|Start Date / Time||October 30, 2013 at 9:00 AM|
|End Date / Time||October 30, 2013 at 10:00 AM|
|Location||512 Light Hall|
|Presenter Name||David Scoville (Stein lab)|
|Presentation Title||Identification and characterization of the novel interaction between MafA and the MLL3/4 complex|
|Status||This meeting has already occurred|
MafA and MafB, two closely related transcription factors, play critical roles in the formation of functional β-cells. My work aims to further understand the mechanisms by which MafA promotes expression of key β-cell genes.
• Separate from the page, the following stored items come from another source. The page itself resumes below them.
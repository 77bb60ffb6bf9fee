//! Application state container.
//!
//! Composes catalog fetches with the cart into the read models the
//! presentation layer renders. The container owns no durable state of its
//! own: catalog data comes from a [`CatalogClient`] and cart data from a
//! [`CartStore`] over the injected storage.
//!
//! All methods take `&self`. Catalog fetches may be in flight while the cart
//! is mutated; the two are independent and neither lock is held across an
//! `.await`.
//!
//! # Example
//!
//! ```rust
//! # async fn demo() {
//! use example_store_core::ProductId;
//! use example_store_storefront::app::StateContainer;
//! use example_store_storefront::catalog::{StaticCatalog, demo_products};
//! use example_store_storefront::storage::MemoryStorage;
//!
//! let app = StateContainer::new(StaticCatalog::new(demo_products(5)), MemoryStorage::new());
//!
//! app.load_product(ProductId::new(2)).await;
//! if let Some(page) = app.product_page().value() {
//!     app.add_product(&page.product);
//! }
//! assert_eq!(app.cart_label(), "Cart (1)");
//! # }
//! ```

mod loadable;
mod views;

pub use loadable::Loadable;
pub use views::{
    CART_PATH, CATALOG_PATH, CONTACTS_PATH, CartPageView, CartRowView, CatalogItemView,
    DELIVERY_PATH, HOME_PATH, NavLink, ProductPageView, STORE_NAME, product_path,
};

use std::sync::Arc;

use example_store_core::{Price, Product, ProductId, ProductSummary};
use parking_lot::Mutex;
use tokio::sync::watch;
use tracing::{debug, instrument, warn};

use crate::cart::{CartState, CartStore, cart_label};
use crate::catalog::CatalogClient;
use crate::storage::DurableStorage;
use loadable::Slot;

/// State behind every storefront view.
pub struct StateContainer<C, S> {
    catalog: C,
    storage: S,
    cart: Mutex<CartStore<S>>,
    cart_events: watch::Sender<CartState>,
    products: Mutex<Slot<Vec<ProductSummary>>>,
    product: Mutex<Slot<Product>>,
}

impl<C, S> StateContainer<C, S>
where
    C: CatalogClient,
    S: DurableStorage + Clone,
{
    /// Create a container, opening the cart from `storage`.
    pub fn new(catalog: C, storage: S) -> Self {
        let cart = CartStore::open(storage.clone());
        let (cart_events, _) = watch::channel(cart.snapshot());

        Self {
            catalog,
            storage,
            cart: Mutex::new(cart),
            cart_events,
            products: Mutex::new(Slot::default()),
            product: Mutex::new(Slot::default()),
        }
    }

    // =========================================================================
    // Catalog
    // =========================================================================

    /// Fetch the product list. Progress is visible through [`catalog`].
    ///
    /// [`catalog`]: StateContainer::catalog
    #[instrument(skip(self))]
    pub async fn load_catalog(&self) {
        let request = self.products.lock().begin();

        let state = match self.catalog.fetch_product_summaries().await {
            Ok(products) => {
                debug!(count = products.len(), "Catalog loaded");
                Loadable::Loaded(products)
            }
            Err(e) => {
                warn!(error = %e, "Failed to load catalog");
                Loadable::Failed(Arc::new(e))
            }
        };

        if !self.products.lock().settle(request, state) {
            debug!(request, "Discarded superseded catalog response");
        }
    }

    /// Fetch one product for the detail page. Progress is visible through
    /// [`product_page`]. A load superseded by a later call is discarded.
    ///
    /// [`product_page`]: StateContainer::product_page
    #[instrument(skip(self), fields(product_id = %id))]
    pub async fn load_product(&self, id: ProductId) {
        let request = self.product.lock().begin();

        let state = match self.catalog.fetch_product_by_id(id).await {
            Ok(product) => Loadable::Loaded(product),
            Err(e) => {
                warn!(error = %e, "Failed to load product");
                Loadable::Failed(Arc::new(e))
            }
        };

        if !self.product.lock().settle(request, state) {
            debug!(request, "Discarded superseded product response");
        }
    }

    /// Catalog listing with per-product cart flags.
    #[must_use]
    pub fn catalog(&self) -> Loadable<Vec<CatalogItemView>> {
        let products = self.products.lock().state.clone();
        let cart = self.cart_state();
        products.map(|list| {
            list.into_iter()
                .map(|summary| CatalogItemView::new(summary, &cart))
                .collect()
        })
    }

    /// The product detail page for the most recently requested product.
    #[must_use]
    pub fn product_page(&self) -> Loadable<ProductPageView> {
        let product = self.product.lock().state.clone();
        let cart = self.cart_state();
        product.map(|product| ProductPageView::new(product, &cart))
    }

    // =========================================================================
    // Cart
    // =========================================================================

    /// Current cart contents.
    #[must_use]
    pub fn cart_state(&self) -> CartState {
        self.cart.lock().snapshot()
    }

    /// Add one unit of a product to the cart.
    pub fn add_to_cart(&self, id: ProductId, name: &str, price: Price) {
        let snapshot = {
            let mut cart = self.cart.lock();
            cart.add_item(id, name, price);
            cart.snapshot()
        };
        self.publish(snapshot);
    }

    /// Add one unit of `product` to the cart.
    pub fn add_product(&self, product: &Product) {
        self.add_to_cart(product.id, &product.name, product.price);
    }

    /// Empty the cart.
    pub fn clear_cart(&self) {
        let snapshot = {
            let mut cart = self.cart.lock();
            cart.clear();
            cart.snapshot()
        };
        self.publish(snapshot);
    }

    /// Re-open the cart from storage, discarding in-memory state.
    ///
    /// This is what a page reload does: whatever storage holds becomes the
    /// cart, including changes written by other stores.
    pub fn reload_cart(&self) {
        let fresh = CartStore::open(self.storage.clone());
        let snapshot = fresh.snapshot();
        *self.cart.lock() = fresh;
        debug!(lines = snapshot.unique_count(), "Cart reloaded");
        self.publish(snapshot);
    }

    /// Whether the most recent cart write failed to reach storage.
    #[must_use]
    pub fn cart_persistence_degraded(&self) -> bool {
        self.cart.lock().persistence_degraded()
    }

    /// Receive the cart contents after every change.
    #[must_use]
    pub fn subscribe_cart(&self) -> watch::Receiver<CartState> {
        self.cart_events.subscribe()
    }

    /// Cart page rows, total, and empty-cart link.
    #[must_use]
    pub fn cart_page(&self) -> CartPageView {
        CartPageView::from(&self.cart_state())
    }

    /// Header label for the cart link.
    #[must_use]
    pub fn cart_label(&self) -> String {
        cart_label(self.cart.lock().state().unique_count())
    }

    /// Header navigation links.
    #[must_use]
    pub fn navigation(&self) -> Vec<NavLink> {
        views::navigation(&self.cart_state())
    }

    fn publish(&self, snapshot: CartState) {
        self.cart_events.send_replace(snapshot);
    }
}

#[cfg(test)]
#[allow(clippy::unwrap_used)]
mod tests {
    use std::sync::Arc;

    use tokio::sync::Semaphore;

    use super::*;
    use crate::cart::CART_STORAGE_KEY;
    use crate::catalog::{CatalogError, StaticCatalog, demo_products};
    use crate::storage::MemoryStorage;

    /// Catalog whose fetches wait for a permit, so tests can observe them in flight.
    struct GatedCatalog {
        inner: StaticCatalog,
        gate: Arc<Semaphore>,
    }

    impl CatalogClient for GatedCatalog {
        async fn fetch_product_summaries(&self) -> Result<Vec<ProductSummary>, CatalogError> {
            let _permit = self.gate.acquire().await;
            self.inner.fetch_product_summaries().await
        }

        async fn fetch_product_by_id(&self, id: ProductId) -> Result<Product, CatalogError> {
            let _permit = self.gate.acquire().await;
            self.inner.fetch_product_by_id(id).await
        }
    }

    /// Catalog that always fails like an unreachable server.
    struct DownCatalog;

    impl CatalogClient for DownCatalog {
        async fn fetch_product_summaries(&self) -> Result<Vec<ProductSummary>, CatalogError> {
            Err(CatalogError::Status(503))
        }

        async fn fetch_product_by_id(&self, _id: ProductId) -> Result<Product, CatalogError> {
            Err(CatalogError::Status(503))
        }
    }

    fn app_with(storage: MemoryStorage) -> StateContainer<StaticCatalog, MemoryStorage> {
        StateContainer::new(StaticCatalog::new(demo_products(5)), storage)
    }

    fn seeded(json: &str) -> MemoryStorage {
        let storage = MemoryStorage::new();
        storage.set_item(CART_STORAGE_KEY, json).unwrap();
        storage
    }

    #[tokio::test]
    async fn test_catalog_lists_products_with_links() {
        let app = app_with(MemoryStorage::new());
        assert!(matches!(app.catalog(), Loadable::Idle));

        app.load_catalog().await;

        let items = app.catalog().value().cloned().unwrap();
        assert_eq!(items.len(), 5);
        for (i, item) in (1..).zip(&items) {
            assert_eq!(item.id, ProductId::new(i));
            assert_eq!(item.name, format!("prod {i}"));
            assert_eq!(item.href, format!("/catalog/{i}"));
            assert!(!item.in_cart);
        }
    }

    #[tokio::test]
    async fn test_in_cart_flag_on_catalog_and_product_page() {
        let app = app_with(seeded(r#"{"1":{"name":"name","price":12,"count":1}}"#));

        app.load_catalog().await;
        app.load_product(ProductId::new(1)).await;

        let items = app.catalog().value().cloned().unwrap();
        assert!(items.first().unwrap().in_cart);
        assert!(!items.get(1).unwrap().in_cart);

        let page = app.product_page().value().cloned().unwrap();
        assert!(page.in_cart);
        assert_eq!(page.count, 1);
    }

    #[tokio::test]
    async fn test_add_from_product_page_increments_count() {
        let app = app_with(seeded(r#"{"1":{"name":"name","price":12,"count":1}}"#));
        app.load_product(ProductId::new(1)).await;

        let product = app.product_page().value().unwrap().product.clone();
        app.add_product(&product);

        let line = app.cart_state().get(ProductId::new(1)).cloned().unwrap();
        assert_eq!(line.count, 2);
        // Snapshotted name survives even though the catalog calls it "prod 1"
        assert_eq!(line.name, "name");
        assert_eq!(app.product_page().value().unwrap().count, 2);
    }

    #[tokio::test]
    async fn test_missing_product_fails_with_not_found() {
        let app = app_with(MemoryStorage::new());
        app.load_product(ProductId::new(99)).await;

        let page = app.product_page();
        assert!(page.error().is_some_and(CatalogError::is_not_found));
        assert!(app.cart_state().is_empty());
    }

    #[tokio::test]
    async fn test_failed_catalog_is_not_loading() {
        let app = StateContainer::new(DownCatalog, MemoryStorage::new());
        app.load_catalog().await;

        let catalog = app.catalog();
        assert!(!catalog.is_loading());
        assert!(matches!(catalog.error(), Some(CatalogError::Status(503))));
    }

    #[tokio::test]
    async fn test_cart_mutation_during_catalog_fetch() {
        let gate = Arc::new(Semaphore::new(0));
        let app = StateContainer::new(
            GatedCatalog {
                inner: StaticCatalog::new(demo_products(3)),
                gate: Arc::clone(&gate),
            },
            MemoryStorage::new(),
        );

        tokio::join!(app.load_catalog(), async {
            tokio::task::yield_now().await;
            assert!(app.catalog().is_loading());

            app.add_to_cart(ProductId::new(2), "prod 2", Price::from(12));
            gate.add_permits(1);
        });

        let items = app.catalog().value().cloned().unwrap();
        assert!(items.get(1).unwrap().in_cart);
        assert_eq!(app.cart_state().unique_count(), 1);
    }

    #[tokio::test]
    async fn test_superseded_product_load_is_discarded() {
        let gate = Arc::new(Semaphore::new(0));
        let app = StateContainer::new(
            GatedCatalog {
                inner: StaticCatalog::new(demo_products(3)),
                gate: Arc::clone(&gate),
            },
            MemoryStorage::new(),
        );

        tokio::join!(app.load_product(ProductId::new(1)), async {
            tokio::task::yield_now().await;
            gate.add_permits(2);
            app.load_product(ProductId::new(3)).await;
        });

        let page = app.product_page().value().cloned().unwrap();
        assert_eq!(page.product.id, ProductId::new(3));
    }

    #[test]
    fn test_clear_cart_resets_label_and_storage() {
        let storage = seeded(
            r#"{"1":{"name":"prod 1","price":11,"count":1},"2":{"name":"prod 2","price":12,"count":1}}"#,
        );
        let app = app_with(storage.clone());
        assert_eq!(app.cart_label(), "Cart (2)");

        app.clear_cart();

        assert_eq!(app.cart_state().unique_count(), 0);
        assert_eq!(app.cart_label(), "Cart");
        assert_eq!(app.cart_page().catalog_link, Some(CATALOG_PATH));
        assert!(CartStore::open(storage).state().is_empty());
    }

    #[test]
    fn test_reload_recovers_persisted_cart() {
        let storage = seeded(r#"{"1":{"name":"name","price":12,"count":1}}"#);
        let app = app_with(storage);
        let before = app.cart_state();

        app.reload_cart();

        assert_eq!(app.cart_state(), before);
        assert_eq!(
            app.cart_state().to_json().unwrap(),
            r#"{"1":{"name":"name","price":12,"count":1}}"#
        );
    }

    #[test]
    fn test_reload_adopts_external_storage_changes() {
        let storage = MemoryStorage::new();
        let app = app_with(storage.clone());
        app.add_to_cart(ProductId::new(1), "a", Price::from(1));

        storage.clear().unwrap();
        assert_eq!(app.cart_state().unique_count(), 1);

        app.reload_cart();
        assert!(app.cart_state().is_empty());
    }

    #[test]
    fn test_subscribers_see_every_change() {
        let app = app_with(MemoryStorage::new());
        let mut events = app.subscribe_cart();
        assert!(!events.has_changed().unwrap());

        app.add_to_cart(ProductId::new(1), "a", Price::from(3));
        assert!(events.has_changed().unwrap());
        assert_eq!(events.borrow_and_update().grand_total(), Price::from(3));

        app.add_to_cart(ProductId::new(1), "a", Price::from(3));
        assert_eq!(events.borrow_and_update().grand_total(), Price::from(6));

        app.clear_cart();
        assert!(events.borrow_and_update().is_empty());
    }

    #[test]
    fn test_grand_total_tracks_mutations() {
        let app = app_with(MemoryStorage::new());
        app.add_to_cart(ProductId::new(1), "prod 1", Price::from(11));
        app.add_to_cart(ProductId::new(2), "prod 2", Price::from(12));
        app.add_to_cart(ProductId::new(2), "prod 2", Price::from(12));

        let page = app.cart_page();
        let expected: Price = page.rows.iter().map(|r| r.price.times(r.count)).sum();
        assert_eq!(page.total, expected);
        assert_eq!(page.total, Price::from(35));
        assert_eq!(app.cart_label(), "Cart (2)");
    }
}
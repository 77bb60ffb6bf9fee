//! HTTP middleware stack for storefront.
//!
//! # Middleware Order (outermost first)
//!
//! 1. Sentry layers (capture errors, added in `main`)
//! 2. `TraceLayer` (request tracing)
//! 3. Request ID (add unique ID to each request)

pub mod request_id;

pub use request_id::{REQUEST_ID_HEADER, request_id_middleware};
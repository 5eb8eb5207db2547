//! Conversion of a validated property into model features.

use chrono::NaiveDate;
use house_price_encoding::{EncodingError, EncodingTable};
use house_price_property_models::{FeatureVector, PropertyRecord};

/// Number of days counted as one year when computing the time since the
/// last sale.
pub const DAYS_PER_YEAR: i64 = 365;

/// Whole years since `prev_sold_date`, counted as elapsed days divided by
/// 365 and rounded down.
///
/// Returns 0 for properties that have never been sold, and for sale dates
/// after `today`.
#[must_use]
pub fn years_since_last_sold(prev_sold_date: Option<NaiveDate>, today: NaiveDate) -> u32 {
    prev_sold_date.map_or(0, |date| {
        let days = (today - date).num_days().max(0);
        u32::try_from(days / DAYS_PER_YEAR).unwrap_or(u32::MAX)
    })
}

/// Builds the model feature vector for `record`.
///
/// The city encoding falls back to the state encoding when the city is not
/// listed under the state in `table`.
///
/// # Errors
///
/// Returns [`EncodingError::UnknownState`] if the record's state has no
/// entry in `table`.
pub fn encode(
    record: &PropertyRecord,
    table: &EncodingTable,
    today: NaiveDate,
) -> Result<FeatureVector, EncodingError> {
    let state_encoded = table.state_encoding(&record.state)?;
    let city_encoded = table.city_encoding_or_state(&record.state, &record.city)?;

    Ok(FeatureVector {
        beds: f64::from(record.beds),
        baths: f64::from(record.baths),
        living_area: record.living_area,
        land_area: record.land_area,
        years_since_last_sold: f64::from(years_since_last_sold(record.prev_sold_date, today)),
        state_encoded,
        city_encoded,
    })
}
I have used a co-immunoprecipitation (co-IP) technique that utilizes “in cell” chemical cross-linking reagents to isolate MafA binding partners, and mass spectrometry (MS) to identify these proteins. I have detected as a MafA coregulator the MLL3/4 complex, which catalyzes the activating epigenetic H3K4 trimethylation (H3K4me3) mark. Experiments in a newly generated human β-cell line have shown that both MafA and MafB interact with this complex, likely through a heterodimer of MafA and MafB. I am currently working to dtermine whether MafA and the MLL3/4 complex interact in vivo in human tissue, and using mouse models containing β-cell specific deletions of MafA and NCoA6, an essential member of the MLL3/4 complex, to characterize the function of this interaction.